**** GIVEN ENTRIES ****

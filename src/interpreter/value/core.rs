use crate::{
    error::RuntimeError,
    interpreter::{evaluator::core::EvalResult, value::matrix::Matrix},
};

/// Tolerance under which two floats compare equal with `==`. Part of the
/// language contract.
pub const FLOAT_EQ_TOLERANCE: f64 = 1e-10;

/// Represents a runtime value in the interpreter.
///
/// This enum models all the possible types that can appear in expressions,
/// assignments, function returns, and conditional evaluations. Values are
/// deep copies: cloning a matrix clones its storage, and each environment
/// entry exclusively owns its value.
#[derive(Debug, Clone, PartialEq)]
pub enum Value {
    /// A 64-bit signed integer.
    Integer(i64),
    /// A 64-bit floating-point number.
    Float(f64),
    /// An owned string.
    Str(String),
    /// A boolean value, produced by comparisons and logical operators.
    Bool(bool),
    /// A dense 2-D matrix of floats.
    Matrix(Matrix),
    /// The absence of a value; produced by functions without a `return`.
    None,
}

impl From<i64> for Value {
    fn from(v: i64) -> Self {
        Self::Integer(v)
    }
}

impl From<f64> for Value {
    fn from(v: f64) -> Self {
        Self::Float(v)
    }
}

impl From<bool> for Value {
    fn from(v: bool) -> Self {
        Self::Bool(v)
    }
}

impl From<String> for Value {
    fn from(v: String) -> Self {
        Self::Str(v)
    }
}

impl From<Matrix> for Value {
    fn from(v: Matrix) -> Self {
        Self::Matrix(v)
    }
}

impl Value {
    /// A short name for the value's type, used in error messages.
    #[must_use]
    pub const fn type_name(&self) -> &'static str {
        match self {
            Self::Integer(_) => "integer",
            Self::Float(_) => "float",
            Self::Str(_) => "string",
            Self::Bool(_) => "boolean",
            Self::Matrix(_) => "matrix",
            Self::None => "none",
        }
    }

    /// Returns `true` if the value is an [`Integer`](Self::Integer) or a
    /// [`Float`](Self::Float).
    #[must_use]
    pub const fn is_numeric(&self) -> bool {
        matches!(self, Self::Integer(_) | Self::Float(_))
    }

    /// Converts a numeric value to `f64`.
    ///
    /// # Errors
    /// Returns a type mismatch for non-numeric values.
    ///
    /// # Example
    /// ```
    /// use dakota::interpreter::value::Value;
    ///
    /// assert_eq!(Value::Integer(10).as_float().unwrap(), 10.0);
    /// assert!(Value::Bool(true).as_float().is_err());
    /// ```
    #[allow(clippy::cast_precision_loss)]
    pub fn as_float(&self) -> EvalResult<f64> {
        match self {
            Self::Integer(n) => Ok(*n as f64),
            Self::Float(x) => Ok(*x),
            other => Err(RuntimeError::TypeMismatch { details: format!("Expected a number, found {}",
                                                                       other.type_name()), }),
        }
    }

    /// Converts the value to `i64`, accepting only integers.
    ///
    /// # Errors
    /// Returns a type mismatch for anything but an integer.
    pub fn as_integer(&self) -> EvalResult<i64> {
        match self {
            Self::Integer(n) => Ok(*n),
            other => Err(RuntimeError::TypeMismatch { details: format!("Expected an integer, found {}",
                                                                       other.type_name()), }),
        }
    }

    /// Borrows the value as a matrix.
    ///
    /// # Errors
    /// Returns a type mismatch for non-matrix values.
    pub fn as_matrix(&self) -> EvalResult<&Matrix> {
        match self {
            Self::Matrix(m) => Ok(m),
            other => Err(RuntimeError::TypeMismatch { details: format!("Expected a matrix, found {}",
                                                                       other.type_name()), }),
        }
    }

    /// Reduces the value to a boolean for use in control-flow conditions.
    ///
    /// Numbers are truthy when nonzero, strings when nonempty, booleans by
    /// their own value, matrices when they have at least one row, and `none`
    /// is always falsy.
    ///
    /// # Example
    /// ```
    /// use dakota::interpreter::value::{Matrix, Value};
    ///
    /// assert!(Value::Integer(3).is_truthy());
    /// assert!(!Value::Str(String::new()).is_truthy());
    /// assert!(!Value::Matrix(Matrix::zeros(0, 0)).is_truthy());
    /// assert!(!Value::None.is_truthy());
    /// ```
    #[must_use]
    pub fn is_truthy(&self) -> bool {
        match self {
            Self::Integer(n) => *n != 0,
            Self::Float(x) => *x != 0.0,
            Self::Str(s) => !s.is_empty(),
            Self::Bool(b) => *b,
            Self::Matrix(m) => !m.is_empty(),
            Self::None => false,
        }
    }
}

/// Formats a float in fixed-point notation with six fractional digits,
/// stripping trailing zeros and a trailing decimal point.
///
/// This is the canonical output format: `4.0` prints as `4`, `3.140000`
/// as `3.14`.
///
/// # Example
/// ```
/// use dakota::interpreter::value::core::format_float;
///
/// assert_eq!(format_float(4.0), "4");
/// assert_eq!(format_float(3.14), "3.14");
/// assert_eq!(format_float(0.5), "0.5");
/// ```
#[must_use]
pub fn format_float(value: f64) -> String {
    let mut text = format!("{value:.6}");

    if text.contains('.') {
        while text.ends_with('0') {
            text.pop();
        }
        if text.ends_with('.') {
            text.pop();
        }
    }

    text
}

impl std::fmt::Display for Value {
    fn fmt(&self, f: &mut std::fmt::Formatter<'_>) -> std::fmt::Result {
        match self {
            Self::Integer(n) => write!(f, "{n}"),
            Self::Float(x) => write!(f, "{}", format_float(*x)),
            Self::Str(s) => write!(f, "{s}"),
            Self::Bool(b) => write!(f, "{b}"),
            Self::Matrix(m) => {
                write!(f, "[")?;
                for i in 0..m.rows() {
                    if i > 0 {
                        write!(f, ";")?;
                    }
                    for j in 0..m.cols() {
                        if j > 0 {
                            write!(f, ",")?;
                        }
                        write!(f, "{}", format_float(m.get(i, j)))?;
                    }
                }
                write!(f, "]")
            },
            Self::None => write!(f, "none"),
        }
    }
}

****

**THE PROBLEM**
Word for word, write out each record shown above.

**SOLUTION TO THIS EXERCISE**
filename src/interpreter/value/core.rs
use crate::{
    error::RuntimeError,
    interpreter::{evaluator::core::EvalResult, value::matrix::Matrix},
};

/// Tolerance under which two floats compare equal with `==`. Part of the
/// language contract.
pub const FLOAT_EQ_TOLERANCE: f64 = 1e-10;

/// Represents a runtime value in the interpreter.
///
/// This enum models all the possible types that can appear in expressions,
/// assignments, function returns, and conditional evaluations. Values are
/// deep copies: cloning a matrix clones its storage, and each environment
/// entry exclusively owns its value.
#[derive(Debug, Clone, PartialEq)]
pub enum Value {
    /// A 64-bit signed integer.
    Integer(i64),
    /// A 64-bit floating-point number.
    Float(f64),
    /// An owned string.
    Str(String),
    /// A boolean value, produced by comparisons and logical operators.
    Bool(bool),
    /// A dense 2-D matrix of floats.
    Matrix(Matrix),
    /// The absence of a value; produced by functions without a `return`.
    None,
}

impl From<i64> for Value {
    fn from(v: i64) -> Self {
        Self::Integer(v)
    }
}

impl From<f64> for Value {
    fn from(v: f64) -> Self {
        Self::Float(v)
    }
}

impl From<bool> for Value {
    fn from(v: bool) -> Self {
        Self::Bool(v)
    }
}

impl From<String> for Value {
    fn from(v: String) -> Self {
        Self::Str(v)
    }
}

impl From<Matrix> for Value {
    fn from(v: Matrix) -> Self {
        Self::Matrix(v)
    }
}

impl Value {
    /// A short name for the value's type, used in error messages.
    #[must_use]
    pub const fn type_name(&self) -> &'static str {
        match self {
            Self::Integer(_) => "integer",
            Self::Float(_) => "float",
            Self::Str(_) => "string",
            Self::Bool(_) => "boolean",
            Self::Matrix(_) => "matrix",
            Self::None => "none",
        }
    }

    /// Returns `true` if the value is an [`Integer`](Self::Integer) or a
    /// [`Float`](Self::Float).
    #[must_use]
    pub const fn is_numeric(&self) -> bool {
        matches!(self, Self::Integer(_) | Self::Float(_))
    }

    /// Converts a numeric value to `f64`.
    ///
    /// # Errors
    /// Returns a type mismatch for non-numeric values.
    ///
    /// # Example
    /// ```
    /// use dakota::interpreter::value::Value;
    ///
    /// assert_eq!(Value::Integer(10).as_float().unwrap(), 10.0);
    /// assert!(Value::Bool(true).as_float().is_err());
    /// ```
    #[allow(clippy::cast_precision_loss)]
    pub fn as_float(&self) -> EvalResult<f64> {
        match self {
            Self::Integer(n) => Ok(*n as f64),
            Self::Float(x) => Ok(*x),
            other => Err(RuntimeError::TypeMismatch { details: format!("Expected a number, found {}",
                                                                       other.type_name()), }),
        }
    }

    /// Converts the value to `i64`, accepting only integers.
    ///
    /// # Errors
    /// Returns a type mismatch for anything but an integer.
    pub fn as_integer(&self) -> EvalResult<i64> {
        match self {
            Self::Integer(n) => Ok(*n),
            other => Err(RuntimeError::TypeMismatch { details: format!("Expected an integer, found {}",
                                                                       other.type_name()), }),
        }
    }

    /// Borrows the value as a matrix.
    ///
    /// # Errors
    /// Returns a type mismatch for non-matrix values.
    pub fn as_matrix(&self) -> EvalResult<&Matrix> {
        match self {
            Self::Matrix(m) => Ok(m),
            other => Err(RuntimeError::TypeMismatch { details: format!("Expected a matrix, found {}",
                                                                       other.type_name()), }),
        }
    }

    /// Reduces the value to a boolean for use in control-flow conditions.
    ///
    /// Numbers are truthy when nonzero, strings when nonempty, booleans by
    /// their own value, matrices when they have at least one row, and `none`
    /// is always falsy.
    ///
    /// # Example
    /// ```
    /// use dakota::interpreter::value::{Matrix, Value};
    ///
    /// assert!(Value::Integer(3).is_truthy());
    /// assert!(!Value::Str(String::new()).is_truthy());
    /// assert!(!Value::Matrix(Matrix::zeros(0, 0)).is_truthy());
    /// assert!(!Value::None.is_truthy());
    /// ```
    #[must_use]
    pub fn is_truthy(&self) -> bool {
        match self {
            Self::Integer(n) => *n != 0,
            Self::Float(x) => *x != 0.0,
            Self::Str(s) => !s.is_empty(),
            Self::Bool(b) => *b,
            Self::Matrix(m) => !m.is_empty(),
            Self::None => false,
        }
    }
}

/// Formats a float in fixed-point notation with six fractional digits,
/// stripping trailing zeros and a trailing decimal point.
///
/// This is the canonical output format: `4.0` prints as `4`, `3.140000`
/// as `3.14`.
///
/// # Example
/// ```
/// use dakota::interpreter::value::core::format_float;
///
/// assert_eq!(format_float(4.0), "4");
/// assert_eq!(format_float(3.14), "3.14");
/// assert_eq!(format_float(0.5), "0.5");
/// ```
#[must_use]
pub fn format_float(value: f64) -> String {
    let mut text = format!("{value:.6}");

    if text.contains('.') {
        while text.ends_with('0') {
            text.pop();
        }
        if text.ends_with('.') {
            text.pop();
        }
    }

    text
}

impl std::fmt::Display for Value {
    fn fmt(&self, f: &mut std::fmt::Formatter<'_>) -> std::fmt::Result {
        match self {
            Self::Integer(n) => write!(f, "{n}"),
            Self::Float(x) => write!(f, "{}", format_float(*x)),
            Self::Str(s) => write!(f, "{s}"),
            Self::Bool(b) => write!(f, "{b}"),
            Self::Matrix(m) => {
                write!(f, "[")?;
                for i in 0..m.rows() {
                    if i > 0 {
                        write!(f, ";")?;
                    }
                    for j in 0..m.cols() {
                        if j > 0 {
                            write!(f, ",")?;
                        }
                        write!(f, "{}", format_float(m.get(i, j)))?;
                    }
                }
                write!(f, "]")
            },
            Self::None => write!(f, "none"),
        }
    }
}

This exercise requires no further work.